Your instructions
The lines to copy are those holding the string "bind" in the entries below.

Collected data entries
* * * * *
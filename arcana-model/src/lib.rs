//! Core data model definitions shared across Arcana crates.

pub mod catalog;
pub mod ids;
pub mod scan;

// Intentionally curated re-exports for downstream consumers.
pub use catalog::{
    ApiKey, Collection, CollectionWithGames, Game, GamePatch, NewApiKey,
    NewGame, Platform, User,
};
pub use ids::{ApiKeyId, CollectionId, GameId, PlatformId, ScanTaskId, UserId};
pub use scan::{
    ProgressUpdate, ScanEvent, ScanPhase, ScanProgress, ScanResult,
    ScanTicket, ScannedCandidate,
};
//! Scan orchestration: the task registry, the progress event bus, the
//! scanner capability contract, the ingestion merger, and the service that
//! ties them together. This is the only concurrent part of the system; the
//! registry's task map is its sole piece of shared mutable state.

pub mod capability;
pub mod events;
pub mod ingest;
pub mod registry;
pub mod scanners;
pub mod service;

pub use capability::{PlatformScanner, ProgressSink};
pub use events::ScanEventBus;
pub use ingest::{IngestSummary, Ingestor};
pub use registry::{CancelToken, ScanRegistry};
pub use service::ScanService;
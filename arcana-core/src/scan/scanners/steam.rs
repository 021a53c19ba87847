use std::time::Duration;

use arcana_model::{ProgressUpdate, ScanPhase, ScannedCandidate};
use async_trait::async_trait;

use crate::scan::capability::{PlatformScanner, ProgressSink};
use crate::{Catalog, Result};

const PLATFORM: &str = "Steam";
const API_KEY_ENV: &str = "STEAM_API_KEY";

/// Reference Steam integration.
///
/// The prerequisite check looks for a stored Steam API key in the catalog,
/// falling back to the `STEAM_API_KEY` environment variable. The scan itself
/// still walks a stub listing with simulated fetch latency.
// TODO: replace the stub listing with the GetOwnedGames call against the
// Steam Web API once per-user key selection is wired through.
#[derive(Debug, Clone)]
pub struct SteamScanner {
    catalog: Catalog,
}

impl SteamScanner {
    pub fn new(catalog: Catalog) -> Self {
        Self { catalog }
    }
}

#[async_trait]
impl PlatformScanner for SteamScanner {
    fn name(&self) -> &str {
        PLATFORM
    }

    async fn can_run(&self) -> Result<bool> {
        if self
            .catalog
            .api_keys()
            .find_for_platform(PLATFORM)
            .await?
            .is_some()
        {
            return Ok(true);
        }
        Ok(std::env::var(API_KEY_ENV).is_ok_and(|v| !v.trim().is_empty()))
    }

    async fn scan(
        &self,
        progress: &ProgressSink,
    ) -> Result<Vec<ScannedCandidate>> {
        progress.report(
            ProgressUpdate::phase(ScanPhase::Started)
                .with_message("Starting Steam scan"),
        );

        let library = ["Half-Life", "Portal", "Cyberpunk 2077"];
        let total = library.len();
        let mut candidates = Vec::with_capacity(total);

        for (index, title) in library.iter().enumerate() {
            if progress.is_cancelled() {
                break;
            }
            progress.report(
                ProgressUpdate::phase(ScanPhase::Fetching)
                    .with_counts(index + 1, total)
                    .with_message(format!("Fetching {title}")),
            );
            // Simulated network latency of the stub listing.
            tokio::time::sleep(Duration::from_millis(150)).await;
            candidates.push(ScannedCandidate {
                title: (*title).to_string(),
                platform: PLATFORM.to_string(),
                genre: None,
                tags: Vec::new(),
                release_date: None,
            });
        }

        progress.report(
            ProgressUpdate::phase(ScanPhase::Finalizing)
                .with_message("Assembling results"),
        );
        tokio::time::sleep(Duration::from_millis(100)).await;

        Ok(candidates)
    }
}
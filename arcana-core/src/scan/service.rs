use std::collections::HashMap;
use std::sync::Arc;
use std::time::Instant;

use arcana_model::{
    ProgressUpdate, ScanPhase, ScanProgress, ScanResult, ScanTaskId,
    ScanTicket,
};
use tracing::{error, info, warn};

use super::capability::{PlatformScanner, ProgressSink};
use super::events::ScanEventBus;
use super::ingest::Ingestor;
use super::registry::{CancelToken, ScanRegistry};
use crate::{Catalog, CatalogError, Result};

/// Scan orchestration facade: owns the scanner map, the task registry, and
/// the event bus, and spawns one detached task per accepted scan.
///
/// Nothing that happens inside a running scan ever propagates to the caller
/// of [`request_scan`](Self::request_scan) /
/// [`cancel_scan`](Self::cancel_scan) / [`active_scans`](Self::active_scans);
/// scan-time failures travel exclusively on the event bus.
pub struct ScanService {
    catalog: Catalog,
    registry: Arc<ScanRegistry>,
    events: Arc<ScanEventBus>,
    scanners: HashMap<String, Arc<dyn PlatformScanner>>,
}

impl std::fmt::Debug for ScanService {
    fn fmt(&self, f: &mut std::fmt::Formatter<'_>) -> std::fmt::Result {
        f.debug_struct("ScanService")
            .field("registry", &self.registry)
            .field("events", &self.events)
            .field("scanners", &self.scanners.keys().collect::<Vec<_>>())
            .finish()
    }
}

impl ScanService {
    pub fn new(catalog: Catalog, events: Arc<ScanEventBus>) -> Self {
        Self {
            catalog,
            registry: Arc::new(ScanRegistry::new()),
            events,
            scanners: HashMap::new(),
        }
    }

    /// Register a platform integration under its exact name.
    pub fn register_scanner(&mut self, scanner: Arc<dyn PlatformScanner>) {
        self.scanners.insert(scanner.name().to_string(), scanner);
    }

    pub fn events(&self) -> &Arc<ScanEventBus> {
        &self.events
    }

    /// Accept a scan for the named platform and return its task id
    /// immediately; the scan itself runs on a detached task.
    ///
    /// Fails synchronously (and creates no task) only when no scanner is
    /// registered for the name. Overlapping scans for the same platform are
    /// allowed by policy; callers wanting de-duplication check
    /// [`is_scanning`](Self::is_scanning) first.
    pub fn request_scan(&self, platform: &str) -> Result<ScanTaskId> {
        let scanner = self
            .scanners
            .get(platform)
            .cloned()
            .ok_or_else(|| {
                CatalogError::NoScannerRegistered(platform.to_string())
            })?;

        let (task_id, token) = self.registry.register(platform);
        info!(%task_id, platform, "scan accepted");

        let run = ScanRun {
            catalog: self.catalog.clone(),
            registry: Arc::clone(&self.registry),
            events: Arc::clone(&self.events),
            scanner,
            task_id,
            platform: platform.to_string(),
            token,
        };
        tokio::spawn(run.execute());

        Ok(task_id)
    }

    /// Advisory cancel. True if the id was live; the running routine notices
    /// at its next checkpoint and may already be past the last one.
    pub fn cancel_scan(&self, id: ScanTaskId) -> bool {
        let cancelled = self.registry.cancel(id);
        if cancelled {
            info!(task_id = %id, "scan cancellation requested");
        }
        cancelled
    }

    pub fn active_scans(&self) -> Vec<ScanTicket> {
        self.registry.snapshot()
    }

    pub fn is_scanning(&self, platform: &str) -> bool {
        self.registry.is_scanning(platform)
    }
}

/// One scan execution: pending → prerequisite-check → running →
/// {completing | cancelling | failing} → terminal. Terminal always removes
/// the registry entry, whichever path got there.
struct ScanRun {
    catalog: Catalog,
    registry: Arc<ScanRegistry>,
    events: Arc<ScanEventBus>,
    scanner: Arc<dyn PlatformScanner>,
    task_id: ScanTaskId,
    platform: String,
    token: CancelToken,
}

impl ScanRun {
    async fn execute(self) {
        self.run().await;
        self.registry.remove(self.task_id);
    }

    async fn run(&self) {
        match self.scanner.can_run().await {
            Ok(true) => {}
            Ok(false) => {
                warn!(task_id = %self.task_id, platform = %self.platform,
                    "scanner prerequisites not met");
                self.events.emit_progress(ScanProgress::failed(
                    self.task_id,
                    &self.platform,
                    "Scanner prerequisites not met",
                ));
                return;
            }
            Err(err) => {
                error!(task_id = %self.task_id, platform = %self.platform,
                    error = %err, "scanner prerequisite check failed");
                self.events.emit_progress(ScanProgress::failed(
                    self.task_id,
                    &self.platform,
                    err.to_string(),
                ));
                return;
            }
        }

        self.events.emit_progress(ScanProgress::update(
            self.task_id,
            &self.platform,
            ProgressUpdate::phase(ScanPhase::Started)
                .with_message("Scan started"),
        ));

        let started = Instant::now();
        let sink = ProgressSink::new(
            self.task_id,
            self.platform.clone(),
            self.token.clone(),
            Arc::clone(&self.events),
        );

        let candidates = match self.scanner.scan(&sink).await {
            Ok(candidates) => candidates,
            Err(err) => {
                error!(task_id = %self.task_id, platform = %self.platform,
                    error = %err, "scan failed");
                self.events.emit_progress(ScanProgress::failed(
                    self.task_id,
                    &self.platform,
                    err.to_string(),
                ));
                return;
            }
        };

        // Cancellation observed before ingestion discards the whole batch;
        // nothing is partially ingested.
        if self.token.is_cancelled() {
            info!(task_id = %self.task_id, platform = %self.platform,
                "scan cancelled before ingestion");
            self.events.emit_progress(ScanProgress::cancelled(
                self.task_id,
                &self.platform,
            ));
            return;
        }

        let summary =
            Ingestor::new(self.catalog.clone()).ingest(&candidates).await;
        let duration_ms = started.elapsed().as_millis() as u64;

        info!(task_id = %self.task_id, platform = %self.platform,
            added = summary.added, skipped = summary.skipped,
            duration_ms, "scan complete");

        self.events.emit_progress(ScanProgress::done(
            self.task_id,
            &self.platform,
            format!("Added {} games", summary.added),
        ));
        self.events.emit_complete(ScanResult {
            task_id: self.task_id,
            platform: self.platform.clone(),
            added: summary.added,
            candidates,
            duration_ms,
        });
    }
}
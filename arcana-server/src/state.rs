use std::sync::Arc;

use arcana_core::{Catalog, ScanService};

#[derive(Debug, Clone)]
pub struct AppState {
    pub catalog: Catalog,
    pub scans: Arc<ScanService>,
}
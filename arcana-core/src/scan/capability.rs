use std::sync::Arc;

use arcana_model::{ProgressUpdate, ScanProgress, ScanTaskId, ScannedCandidate};
use async_trait::async_trait;

use super::events::ScanEventBus;
use super::registry::CancelToken;
use crate::Result;

/// Handle a scanner uses to report incremental progress.
///
/// Carries the task identity and the cancellation token, so the dropped-event
/// semantics live in one place: once the task is cancelled, `report` becomes
/// a no-op and nothing further is delivered to observers. Scanners that want
/// to stop early can poll [`is_cancelled`](Self::is_cancelled) between items,
/// but are never forcibly interrupted.
#[derive(Debug, Clone)]
pub struct ProgressSink {
    task_id: ScanTaskId,
    platform: String,
    token: CancelToken,
    events: Arc<ScanEventBus>,
}

impl ProgressSink {
    pub(crate) fn new(
        task_id: ScanTaskId,
        platform: String,
        token: CancelToken,
        events: Arc<ScanEventBus>,
    ) -> Self {
        Self {
            task_id,
            platform,
            token,
            events,
        }
    }

    pub fn report(&self, update: ProgressUpdate) {
        if self.token.is_cancelled() {
            return;
        }
        self.events.emit_progress(ScanProgress::update(
            self.task_id,
            self.platform.clone(),
            update,
        ));
    }

    pub fn is_cancelled(&self) -> bool {
        self.token.is_cancelled()
    }
}

/// Per-platform unit of work a storefront integration implements.
///
/// The engine imposes no timeout: a scan that never reports and never
/// returns occupies its registry slot until externally cancelled.
#[async_trait]
pub trait PlatformScanner: Send + Sync {
    /// Exact platform name this scanner serves; used as the lookup key.
    fn name(&self) -> &str;

    /// Prerequisite check, may itself do I/O (stored credentials, installed
    /// client detection). Returning false blocks the scan before any work.
    async fn can_run(&self) -> Result<bool>;

    /// The long-running scan. Reports through `progress` any number of times
    /// before returning the candidate list (or failing).
    async fn scan(
        &self,
        progress: &ProgressSink,
    ) -> Result<Vec<ScannedCandidate>>;
}
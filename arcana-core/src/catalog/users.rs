use arcana_model::{User, UserId};
use chrono::{DateTime, Utc};
use sqlx::SqlitePool;

use crate::{CatalogError, Result};

const ACTIVE_USER_KEY: &str = "active_user_id";

#[derive(Debug, Clone, sqlx::FromRow)]
struct UserRow {
    id: i64,
    name: String,
    created_at: DateTime<Utc>,
    updated_at: DateTime<Utc>,
}

impl From<UserRow> for User {
    fn from(row: UserRow) -> Self {
        User {
            id: UserId(row.id),
            name: row.name,
            created_at: row.created_at,
            updated_at: row.updated_at,
        }
    }
}

#[derive(Debug, Clone)]
pub struct UserRepository {
    pool: SqlitePool,
}

impl UserRepository {
    pub fn new(pool: SqlitePool) -> Self {
        Self { pool }
    }

    /// Resolve a user by name, creating one on first reference. Same upsert
    /// shape as platform resolution.
    pub async fn get_or_create(&self, name: &str) -> Result<User> {
        let now = Utc::now();
        sqlx::query(
            "INSERT INTO users (name, created_at, updated_at)
             VALUES (?1, ?2, ?2)
             ON CONFLICT(name) DO NOTHING",
        )
        .bind(name)
        .bind(now)
        .execute(&self.pool)
        .await?;

        let row = sqlx::query_as::<_, UserRow>(
            "SELECT id, name, created_at, updated_at FROM users WHERE name = ?1",
        )
        .bind(name)
        .fetch_one(&self.pool)
        .await?;
        Ok(row.into())
    }

    pub async fn get(&self, id: UserId) -> Result<Option<User>> {
        let row = sqlx::query_as::<_, UserRow>(
            "SELECT id, name, created_at, updated_at FROM users WHERE id = ?1",
        )
        .bind(id.as_i64())
        .fetch_optional(&self.pool)
        .await?;
        Ok(row.map(User::from))
    }

    pub async fn list(&self) -> Result<Vec<User>> {
        let rows = sqlx::query_as::<_, UserRow>(
            "SELECT id, name, created_at, updated_at FROM users ORDER BY name",
        )
        .fetch_all(&self.pool)
        .await?;
        Ok(rows.into_iter().map(User::from).collect())
    }

    pub async fn delete(&self, id: UserId) -> Result<()> {
        let result = sqlx::query("DELETE FROM users WHERE id = ?1")
            .bind(id.as_i64())
            .execute(&self.pool)
            .await?;
        if result.rows_affected() == 0 {
            return Err(CatalogError::NotFound(format!("user {id}")));
        }
        Ok(())
    }

    pub async fn set_active(&self, id: UserId) -> Result<()> {
        sqlx::query(
            "INSERT INTO _meta (key, value) VALUES (?1, ?2)
             ON CONFLICT(key) DO UPDATE SET value = excluded.value",
        )
        .bind(ACTIVE_USER_KEY)
        .bind(id.as_i64().to_string())
        .execute(&self.pool)
        .await?;
        Ok(())
    }

    pub async fn get_active(&self) -> Result<Option<User>> {
        let value: Option<(String,)> =
            sqlx::query_as("SELECT value FROM _meta WHERE key = ?1")
                .bind(ACTIVE_USER_KEY)
                .fetch_optional(&self.pool)
                .await?;
        let Some((raw,)) = value else {
            return Ok(None);
        };
        let id = raw.parse::<i64>().map_err(|_| {
            CatalogError::Internal(format!("corrupt {ACTIVE_USER_KEY}: {raw}"))
        })?;
        self.get(UserId(id)).await
    }
}
use arcana_model::{ApiKey, ApiKeyId, NewApiKey, UserId};
use axum::{
    Json,
    extract::{Path, Query, State},
    http::StatusCode,
    response::IntoResponse,
};
use serde::Deserialize;

use crate::errors::AppResult;
use crate::state::AppState;

#[derive(Debug, Deserialize)]
pub struct ListQuery {
    pub user_id: Option<i64>,
}

#[derive(Debug, Deserialize)]
pub struct ApiKeyPatch {
    pub key: Option<String>,
    pub client_id: Option<String>,
}

pub async fn list(
    State(state): State<AppState>,
    Query(query): Query<ListQuery>,
) -> AppResult<Json<Vec<ApiKey>>> {
    let keys = state
        .catalog
        .api_keys()
        .list(query.user_id.map(UserId))
        .await?;
    Ok(Json(keys))
}

pub async fn create(
    State(state): State<AppState>,
    Json(new): Json<NewApiKey>,
) -> AppResult<impl IntoResponse> {
    let key = state.catalog.api_keys().create(new).await?;
    Ok((StatusCode::CREATED, Json(key)))
}

pub async fn update(
    State(state): State<AppState>,
    Path(id): Path<i64>,
    Json(patch): Json<ApiKeyPatch>,
) -> AppResult<Json<ApiKey>> {
    let key = state
        .catalog
        .api_keys()
        .update(ApiKeyId(id), patch.key, patch.client_id)
        .await?;
    Ok(Json(key))
}

pub async fn remove(
    State(state): State<AppState>,
    Path(id): Path<i64>,
) -> AppResult<StatusCode> {
    state.catalog.api_keys().delete(ApiKeyId(id)).await?;
    Ok(StatusCode::NO_CONTENT)
}
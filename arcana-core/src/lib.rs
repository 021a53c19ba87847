//! Arcana core: the catalog store and the scan orchestration engine.
//!
//! The catalog is a normalized SQLite store for platforms, games,
//! collections, users, and API keys. The scan engine launches one detached
//! task per accepted scan, tracks live scans in a registry, streams progress
//! over an in-process event bus, supports cooperative cancellation, and
//! merges scan output into the catalog with per-item failure isolation.

pub mod catalog;
pub mod database;
pub mod error;
pub mod scan;

pub use arcana_model as model;
pub use database::Catalog;
pub use error::{CatalogError, Result};
pub use scan::{
    CancelToken, IngestSummary, Ingestor, PlatformScanner, ProgressSink,
    ScanEventBus, ScanRegistry, ScanService,
};
pub use scan::scanners::SteamScanner;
* * * * *
Worked solution
        .bind(name)
        .bind(now)
        .bind(name)
        .bind(id.as_i64())
            .bind(id.as_i64())
        .bind(ACTIVE_USER_KEY)
        .bind(id.as_i64().to_string())
                .bind(ACTIVE_USER_KEY)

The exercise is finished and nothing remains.